On top of that, they said the county is reclaiming the gross payment those employees got, not the net payment that came after taxes were deducted.

“If you do recoup the money, why would recoup the gross and not the net?” asked Martin Diggs, who leads Local 2250.

“Show them some love, show them some respect, that you actually appreciate them, because of the work that they do.”

The school system blames this situation on a problem with pension deductions.

Originally, it was on a plan to recoup all of the money by the end of the school year, but now, a spokeswoman said in a statement emailed to WTOP, the money will be recouped through the end of the calendar year.

But is it happening for everyone?

Diggs said some employees who work in the transportation division, and are dealing with an overpayment that’s slightly different, were told they can keep their overpayments.

“They were allowed to keep the money that was overpaid. How did it make me feel? It made me feel, again, these individuals are not valued,” said Diggs, adding to sentiments that McCoy and Brown both shared.

The school system said everyone who was overpaid will have to pay the money back.

On the flip side, teachers say they’re dealing with the opposite problem. At the moment, dozens of them say their checks are less than what they’re supposed to be paid.

“For example, a member has completed their requirements for certification or another degree to move to another salary lane,” explained Donna Christy, who leads the county’s teachers’ union.

“There are extremely long delays in processing that movement on the salary scale. It takes (at least) another five payroll cycles. So that’s about 10 weeks to get the retroactive pay from the delay in processing.”

She said that for some members, it can take about four months to get their checks right.

A county spokeswoman said they were looking into questions posed about the payroll department, which Christy said deals with understaffing and archaic operating systems that require a lot more manual processing of payments than it should.

She said some teachers have been waiting 15 weeks for tuition reimbursement programs to pay out money they’re owed for that.

“(For) a school system with 20,000 employees to still be manually processing things in 2024, just doesn’t make a whole lot of sense. It’s ineffective,” said Christy. “It’s just getting worse.”

“Regardless of what reason they want to give, our members deserve to be paid what was negotiated for them. They have a contract in place that says they’re supposed to get paid a certain amount and they’re not being paid that amount. And that’s just egregious,” she added.

The teachers’ union says the department that handles absence management for the county is also struggling to keep up.

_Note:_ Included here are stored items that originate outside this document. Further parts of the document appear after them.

//! # tether-core
//!
//! Core library for the Tether streaming RPC transport.
//!
//! This crate contains:
//! - **Framing**: `FrameHeader`, `Frame`, `FrameKind`, `Method`, `FrameFlags`
//! - **Codec**: `FrameCodec` for framed TCP I/O via `tokio_util`
//! - **Protocol payloads**: JSON envelopes/acks, transfer chunks, byte messages, call status
//! - **Chunking**: `split`, `ChunkReader`, `ChunkAssembler` for large payloads
//! - **Network**: multiplexed `Channel`, `Connector` seam, reference-counted `ChannelPool`
//! - **Auth**: `AuthGuard` gate and `CredentialVault` for the shared secret
//! - **Config / logging**: `AppConfig` JSON document, tracing bootstrap with file rotation
//! - **State**: `ConnectionState` machine driven by the reconnect supervisor
//! - **Error**: `TetherError`, a typed, `thiserror`-based error hierarchy

pub mod auth;
pub mod chunk;
pub mod codec;
pub mod config;
pub mod error;
pub mod flags;
pub mod header;
pub mod logging;
pub mod message;
pub mod network;
pub mod packet;
pub mod protocol;
pub mod state;

// ── Re-exports for ergonomic usage ───────────────────────────────

pub use auth::{AUTH_HEADER, AuthGuard, CredentialVault, Secret};
pub use chunk::{Assembled, ChunkAssembler, ChunkReader};
pub use codec::FrameCodec;
pub use config::AppConfig;
pub use error::TetherError;
pub use flags::FrameFlags;
pub use header::{FrameHeader, HEADER_SIZE};
pub use message::{FrameKind, Method};
pub use network::{
    CallStream, Channel, ChannelPool, Connector, EndpointIdentity, IncomingCall, PoolConfig,
    StreamReceiver, StreamSender, TcpConnector,
};
pub use packet::{Frame, MAX_CHUNK_SIZE, MAX_FRAME_SIZE, MAX_PAYLOAD_SIZE};
pub use protocol::{
    ByteAck, ByteMessage, CallMetadata, DownloadRequest, JsonAck, JsonEnvelope, ListRequest,
    ListResponse, ScreenshotRequest, Status, StatusCode, SubscribeRequest, TransferChunk,
    UploadStatus,
};
pub use state::ConnectionState;
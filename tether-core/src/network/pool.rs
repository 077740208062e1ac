//! Reference-counted cache of physical channels keyed by endpoint.
//!
//! Sessions to the same endpoint share one link. `release` only drops a
//! reference; closing happens in the periodic sweep once an entry has no
//! references and has been idle past the threshold, or at `shutdown`.

use std::collections::HashMap;
use std::sync::{Arc, Mutex, MutexGuard, Weak};
use std::time::{Duration, Instant};

use tokio::task::JoinHandle;
use tracing::{debug, info};

use super::channel::Channel;
use super::endpoint::{Connector, EndpointIdentity, TcpConnector};
use crate::error::TetherError;

// =============================================================================
// Configuration
// =============================================================================

#[derive(Debug, Clone)]
pub struct PoolConfig {
    /// An unreferenced entry idle this long is closed by the sweep.
    pub idle_timeout: Duration,

    /// How often the background sweeper runs.
    pub sweep_interval: Duration,
}

impl Default for PoolConfig {
    fn default() -> Self {
        Self {
            idle_timeout: Duration::from_secs(5 * 60),
            sweep_interval: Duration::from_secs(60),
        }
    }
}

// =============================================================================
// Pool
// =============================================================================

#[derive(Debug)]
struct PooledChannel {
    channel: Channel,
    refs: i64,
    last_access: Instant,
}

impl PooledChannel {
    fn expired(&self, now: Instant, idle_timeout: Duration) -> bool {
        self.refs <= 0 && now.saturating_duration_since(self.last_access) >= idle_timeout
    }
}

/// Shared channel cache. Construct one per process and hand an `Arc` of it
/// to every session; tests build isolated pools.
pub struct ChannelPool {
    connector: Arc<dyn Connector>,
    config: PoolConfig,
    entries: Mutex<HashMap<EndpointIdentity, PooledChannel>>,
    sweeper: Mutex<Option<JoinHandle<()>>>,
}

impl ChannelPool {
    pub fn new(connector: Arc<dyn Connector>, config: PoolConfig) -> Self {
        Self {
            connector,
            config,
            entries: Mutex::new(HashMap::new()),
            sweeper: Mutex::new(None),
        }
    }

    /// A pool over plain TCP with default timings.
    pub fn tcp() -> Self {
        Self::new(Arc::new(TcpConnector::default()), PoolConfig::default())
    }

    pub fn config(&self) -> &PoolConfig {
        &self.config
    }

    fn entries(&self) -> MutexGuard<'_, HashMap<EndpointIdentity, PooledChannel>> {
        // A panic while holding the lock cannot leave the map half-updated.
        self.entries.lock().unwrap_or_else(|poisoned| poisoned.into_inner())
    }

    /// Return the live channel for `endpoint`, opening one if needed.
    /// Every successful call must be balanced by one [`release`](Self::release).
    pub async fn get_or_create(&self, endpoint: &EndpointIdentity) -> Result<Channel, TetherError> {
        let mut carried_refs = 0;
        {
            let mut entries = self.entries();
            if let Some(entry) = entries.get_mut(endpoint) {
                if !entry.channel.is_closed() {
                    entry.refs += 1;
                    entry.last_access = Instant::now();
                    return Ok(entry.channel.clone());
                }
                debug!(%endpoint, "pooled channel is closed, replacing it");
                carried_refs = entry.refs.max(0);
                entries.remove(endpoint);
            }
        }

        // Connect without holding the lock.
        let channel = self.connector.connect(endpoint).await?;

        let mut entries = self.entries();
        if let Some(entry) = entries.get_mut(endpoint) {
            if !entry.channel.is_closed() {
                // Lost a race with another caller; use theirs.
                channel.close();
                entry.refs += 1;
                entry.last_access = Instant::now();
                return Ok(entry.channel.clone());
            }
            carried_refs = carried_refs.max(entry.refs);
        }
        info!(%endpoint, "opened pooled channel");
        entries.insert(
            endpoint.clone(),
            PooledChannel {
                channel: channel.clone(),
                refs: carried_refs + 1,
                last_access: Instant::now(),
            },
        );
        Ok(channel)
    }

    /// Drop one reference. Never closes anything.
    pub fn release(&self, endpoint: &EndpointIdentity) {
        let mut entries = self.entries();
        if let Some(entry) = entries.get_mut(endpoint) {
            entry.refs -= 1;
            entry.last_access = Instant::now();
            debug!(%endpoint, refs = entry.refs, "released pooled channel");
        }
    }

    /// Close entries that are unreferenced and idle as of now.
    pub fn sweep(&self) -> usize {
        self.sweep_at(Instant::now())
    }

    /// Close entries that are unreferenced and idle as of `now`.
    /// Returns the number of entries removed.
    pub fn sweep_at(&self, now: Instant) -> usize {
        let idle_timeout = self.config.idle_timeout;
        let mut removed = 0;
        self.entries().retain(|endpoint, entry| {
            if entry.expired(now, idle_timeout) {
                debug!(%endpoint, "evicting idle channel");
                entry.channel.close();
                removed += 1;
                false
            } else {
                true
            }
        });
        removed
    }

    /// Run [`sweep`](Self::sweep) every `sweep_interval` until shutdown.
    pub fn start_sweeper(self: &Arc<Self>) {
        let weak: Weak<Self> = Arc::downgrade(self);
        let interval = self.config.sweep_interval;
        let handle = tokio::spawn(async move {
            let mut ticker = tokio::time::interval(interval);
            ticker.tick().await;
            loop {
                ticker.tick().await;
                let Some(pool) = weak.upgrade() else { break };
                let removed = pool.sweep();
                if removed > 0 {
                    info!(removed, "swept idle channels");
                }
            }
        });
        let mut sweeper = self.sweeper.lock().unwrap_or_else(|p| p.into_inner());
        if let Some(previous) = sweeper.replace(handle) {
            previous.abort();
        }
    }

    /// Stop the sweeper and close every entry regardless of references.
    pub fn shutdown(&self) {
        if let Some(handle) = self.sweeper.lock().unwrap_or_else(|p| p.into_inner()).take() {
            handle.abort();
        }
        let drained: Vec<_> = self.entries().drain().collect();
        for (endpoint, entry) in &drained {
            debug!(%endpoint, refs = entry.refs, "closing channel on shutdown");
            entry.channel.close();
        }
        if !drained.is_empty() {
            info!(count = drained.len(), "channel pool shut down");
        }
    }

    pub fn len(&self) -> usize {
        self.entries().len()
    }

    pub fn is_empty(&self) -> bool {
        self.entries().is_empty()
    }

    /// Current reference count for `endpoint`, if pooled.
    pub fn ref_count(&self, endpoint: &EndpointIdentity) -> Option<i64> {
        self.entries().get(endpoint).map(|e| e.refs)
    }
}

impl Drop for ChannelPool {
    fn drop(&mut self) {
        if let Some(handle) = self.sweeper.get_mut().ok().and_then(Option::take) {
            handle.abort();
        }
    }
}

#[cfg(test)]
mod tests {
    use super::*;
    use crate::network::channel::IncomingCall;
    use async_trait::async_trait;
    use std::sync::atomic::{AtomicUsize, Ordering};
    use tokio::sync::mpsc;

    /// Connects over in-memory pipes and counts how often it was asked to.
    #[derive(Default)]
    struct CountingConnector {
        connects: AtomicUsize,
        servers: Mutex<Vec<(Channel, mpsc::UnboundedReceiver<IncomingCall>)>>,
    }

    #[async_trait]
    impl Connector for CountingConnector {
        async fn connect(&self, endpoint: &EndpointIdentity) -> Result<Channel, TetherError> {
            self.connects.fetch_add(1, Ordering::SeqCst);
            let (a, b) = tokio::io::duplex(4096);
            self.servers.lock().unwrap().push(Channel::server(b, "client"));
            Ok(Channel::client(a, endpoint.address()))
        }
    }

    fn pool() -> (Arc<CountingConnector>, ChannelPool) {
        let connector = Arc::new(CountingConnector::default());
        let pool = ChannelPool::new(connector.clone(), PoolConfig::default());
        (connector, pool)
    }

    fn later(pool: &ChannelPool) -> Instant {
        Instant::now() + pool.config().idle_timeout + Duration::from_secs(1)
    }

    #[tokio::test]
    async fn sessions_share_one_channel() {
        let (connector, pool) = pool();
        let e = EndpointIdentity::new("127.0.0.1", 50051);
        let a = pool.get_or_create(&e).await.unwrap();
        let b = pool.get_or_create(&e).await.unwrap();
        assert_eq!(connector.connects.load(Ordering::SeqCst), 1);
        assert_eq!(pool.ref_count(&e), Some(2));
        assert_eq!(a.peer(), b.peer());

        let secure = e.clone().secure(true);
        pool.get_or_create(&secure).await.unwrap();
        assert_eq!(pool.len(), 2);
    }

    #[tokio::test]
    async fn over_released_entry_is_swept_once() {
        let (_, pool) = pool();
        let e = EndpointIdentity::new("127.0.0.1", 50051);
        let channel = pool.get_or_create(&e).await.unwrap();
        pool.release(&e);
        pool.release(&e);
        assert_eq!(pool.ref_count(&e), Some(-1));

        assert_eq!(pool.sweep_at(later(&pool)), 1);
        assert!(pool.is_empty());
        assert!(channel.is_closed());
        assert_eq!(pool.sweep_at(later(&pool)), 0);
    }

    #[tokio::test]
    async fn reacquire_before_sweep_keeps_entry() {
        let (connector, pool) = pool();
        let e = EndpointIdentity::new("127.0.0.1", 50051);
        pool.get_or_create(&e).await.unwrap();
        pool.release(&e);
        pool.release(&e);
        let again = pool.get_or_create(&e).await.unwrap();

        assert_eq!(connector.connects.load(Ordering::SeqCst), 1);
        assert!(!again.is_closed());
        assert_eq!(pool.len(), 1);
    }

    #[tokio::test]
    async fn referenced_entry_is_never_swept() {
        let (_, pool) = pool();
        let e = EndpointIdentity::new("127.0.0.1", 50051);
        pool.get_or_create(&e).await.unwrap();
        assert_eq!(pool.sweep_at(later(&pool)), 0);
        assert_eq!(pool.len(), 1);
    }

    #[tokio::test]
    async fn recently_released_entry_survives_sweep() {
        let (_, pool) = pool();
        let e = EndpointIdentity::new("127.0.0.1", 50051);
        pool.get_or_create(&e).await.unwrap();
        pool.release(&e);
        assert_eq!(pool.sweep(), 0);
        assert_eq!(pool.len(), 1);
    }

    #[tokio::test]
    async fn closed_channel_is_replaced() {
        let (connector, pool) = pool();
        let e = EndpointIdentity::new("127.0.0.1", 50051);
        let first = pool.get_or_create(&e).await.unwrap();
        first.close();

        let second = pool.get_or_create(&e).await.unwrap();
        assert!(!second.is_closed());
        assert_eq!(connector.connects.load(Ordering::SeqCst), 2);
        // The holder of the dead channel still owes one release.
        assert_eq!(pool.ref_count(&e), Some(2));
    }

    #[tokio::test]
    async fn shutdown_closes_everything() {
        let (_, pool) = pool();
        let pool = Arc::new(pool);
        pool.start_sweeper();
        let e = EndpointIdentity::new("127.0.0.1", 50051);
        let channel = pool.get_or_create(&e).await.unwrap();

        pool.shutdown();
        assert!(pool.is_empty());
        assert!(channel.is_closed());
    }
}
impl ClientSession {
    /// Open a session to `endpoint` over a channel from `pool`.
    ///
    /// Fails only if no channel or stream could be opened. A failed
    /// handshake probe is reported as a `ConnectionLost` event instead.
    pub async fn connect(
        pool: Arc<ChannelPool>,
        endpoint: EndpointIdentity,
        options: SessionOptions,
    ) -> Result<(Self, mpsc::UnboundedReceiver<SessionEvent>), TetherError> {
        let channel = pool.get_or_create(&endpoint).await?;

        let mut metadata = CallMetadata::new().with(CLIENT_HEADER, options.client_name.clone());
        if let Some(secret) = &options.secret {
            secret.authorize(&mut metadata);
        }

        let streams = match open_streams(&channel, &metadata, &options.client_name).await {
            Ok(streams) => streams,
            Err(e) => {
                pool.release(&endpoint);
                return Err(e);
            }
        };

        let (events_tx, events_rx) = mpsc::unbounded_channel();
        let shared = Arc::new(Shared {
            pending: PendingRequests::new(),
            events: events_tx,
            lost: AtomicBool::new(false),
            download_dir: options.download_dir.clone(),
            received_files: Mutex::new(Vec::new()),
            track_received: options.auto_delete_received_files,
        });

        let OpenedStreams {
            json: (json, json_rx),
            duplex: (duplex, duplex_rx),
            files,
            bytes,
        } = streams;
        let pumps = vec![
            tokio::spawn(pump_acks(json_rx, shared.clone())),
            tokio::spawn(pump_duplex(duplex_rx, shared.clone())),
            tokio::spawn(pump_files(files, shared.clone())),
            tokio::spawn(pump_bytes(bytes, shared.clone())),
        ];

        let session = Self {
            endpoint,
            pool,
            channel,
            metadata,
            options,
            json,
            duplex,
            shared,
            pumps: Mutex::new(pumps),
            closed: AtomicBool::new(false),
        };

        let probe = session
            .request_timeout(JsonEnvelope::probe(), session.options.probe_timeout)
            .await;
        match probe {
            Ok(ack) if ack.success => info!(endpoint = %session.endpoint, "session established"),
            Ok(ack) => {
                let error = ack.error.unwrap_or_default();
                session.shared.connection_lost(format!("handshake probe rejected: {error}"));
            }
            Err(e) => session.shared.connection_lost(format!("handshake probe failed: {e}")),
        }
        Ok((session, events_rx))
    }

    pub fn endpoint(&self) -> &EndpointIdentity {
        &self.endpoint
    }

    pub fn options(&self) -> &SessionOptions {
        &self.options
    }

    pub fn is_lost(&self) -> bool {
        self.shared.is_lost()
    }

    pub fn is_closed(&self) -> bool {
        self.closed.load(Ordering::SeqCst)
    }

    /// Requests still waiting for an ack.
    pub fn pending_requests(&self) -> usize {
        self.shared.pending.len()
    }

    /// Broadcast files written during this session.
    pub fn received_files(&self) -> Vec<PathBuf> {
        self.shared.received().clone()
    }

    fn ensure_open(&self) -> Result<(), TetherError> {
        if self.is_closed() || self.is_lost() || self.channel.is_closed() {
            return Err(TetherError::ChannelClosed);
        }
        Ok(())
    }

    /// Treat a transport failure as a lost connection, then hand the error back.
    fn observe(&self, error: TetherError) -> TetherError {
        if error.is_transport() {
            self.shared.connection_lost(format!("{error}"));
        }
        error
    }

    async fn open_call(&self, method: Method) -> Result<(StreamSender, StreamReceiver), TetherError> {
        self.ensure_open()?;
        let stream = self
            .channel
            .open(method, &self.metadata)
            .await
            .map_err(|e| self.observe(e))?;
        Ok(stream.split())
    }

    // ── JSON ─────────────────────────────────────────────────────

    async fn begin_request(&self, envelope: &JsonEnvelope) -> Result<PendingAck, TetherError> {
        self.ensure_open()?;
        let pending = self.shared.pending.register(envelope.id.clone())?;
        // The table may have been flushed between the check and the insert.
        if self.is_lost() {
            self.shared.pending.discard(&envelope.id);
            return Err(TetherError::ChannelClosed);
        }
        if let Err(e) = self.json.send(envelope).await {
            self.shared.pending.discard(&envelope.id);
            return Err(self.observe(e));
        }
        Ok(pending)
    }

    /// Send an envelope on the ack stream and wait for its ack.
    pub async fn request(&self, envelope: JsonEnvelope) -> Result<JsonAck, TetherError> {
        self.begin_request(&envelope).await?.wait().await
    }

    pub async fn request_timeout(&self, envelope: JsonEnvelope, timeout: Duration) -> Result<JsonAck, TetherError> {
        self.begin_request(&envelope).await?.wait_timeout(timeout).await
    }

    /// Like [`request`](Self::request), but gives up with
    /// [`TetherError::Cancelled`] once `cancel` fires.
    pub async fn request_cancellable(
        &self,
        envelope: JsonEnvelope,
        cancel: &CancellationToken,
    ) -> Result<JsonAck, TetherError> {
        self.begin_request(&envelope).await?.wait_cancellable(cancel).await
    }

    pub async fn send_json(&self, kind: impl Into<String>, json: impl Into<String>) -> Result<JsonAck, TetherError> {
        self.request(JsonEnvelope::new(kind, json)).await
    }

    /// Fire-and-forget on the duplex stream.
    pub async fn send_duplex(&self, kind: impl Into<String>, json: impl Into<String>) -> Result<(), TetherError> {
        self.ensure_open()?;
        self.duplex
            .send(&JsonEnvelope::new(kind, json))
            .await
            .map_err(|e| self.observe(e))
    }

    // ── Transfers ────────────────────────────────────────────────

    /// Upload `local`, stored by the server under `remote_name` or the
    /// local file name.
    pub async fn upload(&self, local: &Path, remote_name: Option<&str>) -> Result<UploadStatus, TetherError> {
        let name = match remote_name {
            Some(name) => name.to_string(),
            None => local
                .file_name()
                .map(|n| n.to_string_lossy().into_owned())
                .ok_or_else(|| TetherError::InvalidPath(local.display().to_string()))?,
        };
        let file = File::open(local).await?;
        let len = file.metadata().await?.len();
        let mut reader = ChunkReader::new(file, name.clone(), len, self.options.chunk_size);
        let total = reader.total_chunks();

        let (tx, mut rx) = self.open_call(Method::Upload).await?;
        let mut sent = 0;
        while let Some(piece) = reader.next_chunk().await? {
            tx.send(&piece).await.map_err(|e| self.observe(e))?;
            sent += 1;
            self.shared.progress(Direction::Upload, &name, chunk::progress_percent(sent, total));
        }
        debug!(%name, size = len, chunks = sent, "upload sent");

        match rx.recv::<UploadStatus>().await.map_err(|e| self.observe(e))? {
            Some(status) if status.success => Ok(status),
            Some(status) => Err(TetherError::Remote(
                status.error.unwrap_or_else(|| format!("upload of {name} failed")),
            )),
            None => Err(TetherError::ProtocolViolation("upload finished without a status")),
        }
    }

    /// Download `remote` into `dest`, creating parent directories.
    /// Returns the number of bytes written.
    pub async fn download(&self, remote: &str, dest: &Path) -> Result<u64, TetherError> {
        let (tx, mut rx) = self.open_call(Method::Download).await?;
        tx.send_last(&DownloadRequest { path: remote.into() })
            .await
            .map_err(|e| self.observe(e))?;

        let mut file: Option<File> = None;
        let mut received: u32 = 0;
        let mut written: u64 = 0;
        loop {
            let Some(piece) = rx.recv::<TransferChunk>().await.map_err(|e| self.observe(e))? else {
                return Err(TetherError::ProtocolViolation("download ended before its last chunk"));
            };
            if let Some(error) = piece.error {
                return Err(TetherError::Remote(error));
            }
            if piece.index != received {
                return Err(TetherError::ProtocolViolation("download chunk out of order"));
            }

            if file.is_none() {
                if let Some(parent) = dest.parent().filter(|p| !p.as_os_str().is_empty()) {
                    tokio::fs::create_dir_all(parent).await?;
                }
                file = Some(File::create(dest).await?);
            }
            if let Some(out) = file.as_mut() {
                out.write_all(&piece.data).await?;
            }
            received += 1;
            written += piece.data.len() as u64;
            self.shared.progress(
                Direction::Download,
                remote,
                chunk::progress_percent(received, piece.total_chunks),
            );

            if piece.is_last {
                if let Some(out) = file.as_mut() {
                    out.flush().await?;
                }
                debug!(%remote, dest = %dest.display(), size = written, "download complete");
                return Ok(written);
            }
        }
    }

    /// Capture monitor `monitor_index` on the server.
    pub async fn screenshot(&self, monitor_index: u32) -> Result<Bytes, TetherError> {
        let (tx, mut rx) = self.open_call(Method::Screenshot).await?;
        tx.send_last(&ScreenshotRequest { monitor_index })
            .await
            .map_err(|e| self.observe(e))?;

        let mut assembler = ChunkAssembler::new();
        while let Some(piece) = rx.recv::<TransferChunk>().await.map_err(|e| self.observe(e))? {
            let assembled = assembler.accept(piece);
            if let Some(percent) = assembled.percent() {
                self.shared.progress(Direction::Screenshot, assembled.path(), percent);
            }
            match assembled {
                Assembled::Progress { .. } => {}
                Assembled::Complete { data, .. } => return Ok(data),
                Assembled::Failed { error, .. } => return Err(TetherError::Remote(error)),
            }
        }
        Err(TetherError::ProtocolViolation("screenshot ended before its last chunk"))
    }

    pub async fn list(&self, directory: &str) -> Result<Vec<String>, TetherError> {
        let (tx, mut rx) = self.open_call(Method::ListFiles).await?;
        tx.send_last(&ListRequest {
            directory: directory.into(),
        })
        .await
        .map_err(|e| self.observe(e))?;
        match rx.recv::<ListResponse>().await.map_err(|e| self.observe(e))? {
            Some(response) => Ok(response.files),
            None => Err(TetherError::ProtocolViolation("list finished without a response")),
        }
    }

    // ── Bytes ────────────────────────────────────────────────────

    pub async fn send_bytes(&self, message: &ByteMessage) -> Result<ByteAck, TetherError> {
        let (tx, mut rx) = self.open_call(Method::SendBytes).await?;
        tx.send_last(message).await.map_err(|e| self.observe(e))?;
        match rx.recv::<ByteAck>().await.map_err(|e| self.observe(e))? {
            Some(ack) => Ok(ack),
            None => Err(TetherError::ProtocolViolation("byte send finished without an ack")),
        }
    }

    /// Send without an ack. Returns once the server finished the call.
    pub async fn send_bytes_no_ack(&self, message: &ByteMessage) -> Result<(), TetherError> {
        let (tx, mut rx) = self.open_call(Method::SendBytesNoAck).await?;
        tx.send_last(message).await.map_err(|e| self.observe(e))?;
        while rx.recv_payload().await.map_err(|e| self.observe(e))?.is_some() {}
        Ok(())
    }

    // ── Teardown ─────────────────────────────────────────────────

    /// Stop the pumps, release the pooled channel and, if configured,
    /// delete the broadcast files this session saved. Idempotent. Does not
    /// raise `ConnectionLost`.
    pub fn close(&self) {
        if self.closed.swap(true, Ordering::SeqCst) {
            return;
        }
        self.shared.lost.store(true, Ordering::SeqCst);
        self.shared.pending.fail_all();
        let pumps: Vec<_> = self.pumps.lock().unwrap_or_else(|p| p.into_inner()).drain(..).collect();
        for pump in pumps {
            pump.abort();
        }
        self.pool.release(&self.endpoint);
        if self.options.auto_delete_received_files {
            self.shared.delete_received();
        }
        info!(endpoint = %self.endpoint, "session closed");
    }
}
pub mod connection;

pub use connection::ConnectionState;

“I’ve had members who put in for (family and medical leave) that were expecting to give birth and were literally calling me from the hospital in labor because absence management had not processed their FMLA requests,” said Christy. “(The requests) were submitted in a timely fashion … it wasn’t submitted last minute.”

“It’s also (a problem) with people returning from long-term leave and the approval for them to return to work is not going through,” she added.

“That’s causing other pay issues because then they’re not on approved leave because their doctors have returned them to work but absence management has not returned them to work.”

“It’s just taking far too long to correct these situations and process,” Christy added.